About this task
Your answer should consist only of the line with "repository bdc9aa4db5059881" and the lines after it, reproduced exactly through the end of the entries below.

Source data
= = =

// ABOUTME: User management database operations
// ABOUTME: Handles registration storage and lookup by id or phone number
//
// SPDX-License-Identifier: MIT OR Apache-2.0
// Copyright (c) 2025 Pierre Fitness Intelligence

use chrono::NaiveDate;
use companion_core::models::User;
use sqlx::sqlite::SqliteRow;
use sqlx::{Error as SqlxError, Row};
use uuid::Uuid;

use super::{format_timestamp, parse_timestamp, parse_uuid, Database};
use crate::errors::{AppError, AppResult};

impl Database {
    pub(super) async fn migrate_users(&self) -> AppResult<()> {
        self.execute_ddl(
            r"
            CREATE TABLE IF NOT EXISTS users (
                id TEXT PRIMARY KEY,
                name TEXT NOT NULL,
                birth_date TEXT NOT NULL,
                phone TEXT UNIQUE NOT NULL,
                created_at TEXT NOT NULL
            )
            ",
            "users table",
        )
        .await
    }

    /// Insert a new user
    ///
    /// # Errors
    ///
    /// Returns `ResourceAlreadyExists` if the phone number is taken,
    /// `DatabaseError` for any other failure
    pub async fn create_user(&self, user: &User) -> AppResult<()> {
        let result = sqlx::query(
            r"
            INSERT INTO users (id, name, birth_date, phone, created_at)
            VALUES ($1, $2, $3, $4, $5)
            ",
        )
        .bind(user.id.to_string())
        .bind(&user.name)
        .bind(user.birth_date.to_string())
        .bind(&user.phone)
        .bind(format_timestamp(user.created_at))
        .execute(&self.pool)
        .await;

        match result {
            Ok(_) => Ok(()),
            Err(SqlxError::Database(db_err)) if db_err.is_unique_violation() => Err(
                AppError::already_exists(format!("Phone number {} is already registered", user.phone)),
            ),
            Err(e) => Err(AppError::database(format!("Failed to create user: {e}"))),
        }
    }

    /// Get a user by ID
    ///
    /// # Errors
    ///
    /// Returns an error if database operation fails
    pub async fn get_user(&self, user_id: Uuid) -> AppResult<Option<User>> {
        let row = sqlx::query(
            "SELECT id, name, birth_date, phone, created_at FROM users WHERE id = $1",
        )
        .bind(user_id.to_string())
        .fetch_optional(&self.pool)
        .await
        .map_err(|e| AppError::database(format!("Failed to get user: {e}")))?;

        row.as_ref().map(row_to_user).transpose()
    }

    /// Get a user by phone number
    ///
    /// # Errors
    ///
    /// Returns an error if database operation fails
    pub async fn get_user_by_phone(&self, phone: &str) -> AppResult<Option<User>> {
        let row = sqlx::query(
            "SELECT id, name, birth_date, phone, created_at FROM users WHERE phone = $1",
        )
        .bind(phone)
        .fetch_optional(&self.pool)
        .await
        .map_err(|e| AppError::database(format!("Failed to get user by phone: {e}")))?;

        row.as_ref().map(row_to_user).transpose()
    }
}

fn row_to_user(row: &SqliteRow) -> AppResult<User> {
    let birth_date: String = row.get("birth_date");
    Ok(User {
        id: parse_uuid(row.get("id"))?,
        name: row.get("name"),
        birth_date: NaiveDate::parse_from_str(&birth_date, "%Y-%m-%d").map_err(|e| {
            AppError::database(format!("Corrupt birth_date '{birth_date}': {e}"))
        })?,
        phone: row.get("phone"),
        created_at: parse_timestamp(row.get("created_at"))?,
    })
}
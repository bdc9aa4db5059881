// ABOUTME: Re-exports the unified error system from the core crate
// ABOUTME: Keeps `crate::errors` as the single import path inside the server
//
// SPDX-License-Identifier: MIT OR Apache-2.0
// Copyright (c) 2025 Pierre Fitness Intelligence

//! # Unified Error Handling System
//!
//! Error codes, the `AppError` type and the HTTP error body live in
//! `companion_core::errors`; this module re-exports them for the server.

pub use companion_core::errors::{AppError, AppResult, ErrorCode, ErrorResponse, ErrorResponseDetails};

= = =

Output of the exercise
repository bdc9aa4db5059881
// ABOUTME: Re-exports the unified error system from the core crate
// ABOUTME: Keeps `crate::errors` as the single import path inside the server
//
// SPDX-License-Identifier: MIT OR Apache-2.0
// Copyright (c) 2025 Pierre Fitness Intelligence

//! # Unified Error Handling System
//!
//! Error codes, the `AppError` type and the HTTP error body live in
//! `companion_core::errors`; this module re-exports them for the server.

pub use companion_core::errors::{AppError, AppResult, ErrorCode, ErrorResponse, ErrorResponseDetails};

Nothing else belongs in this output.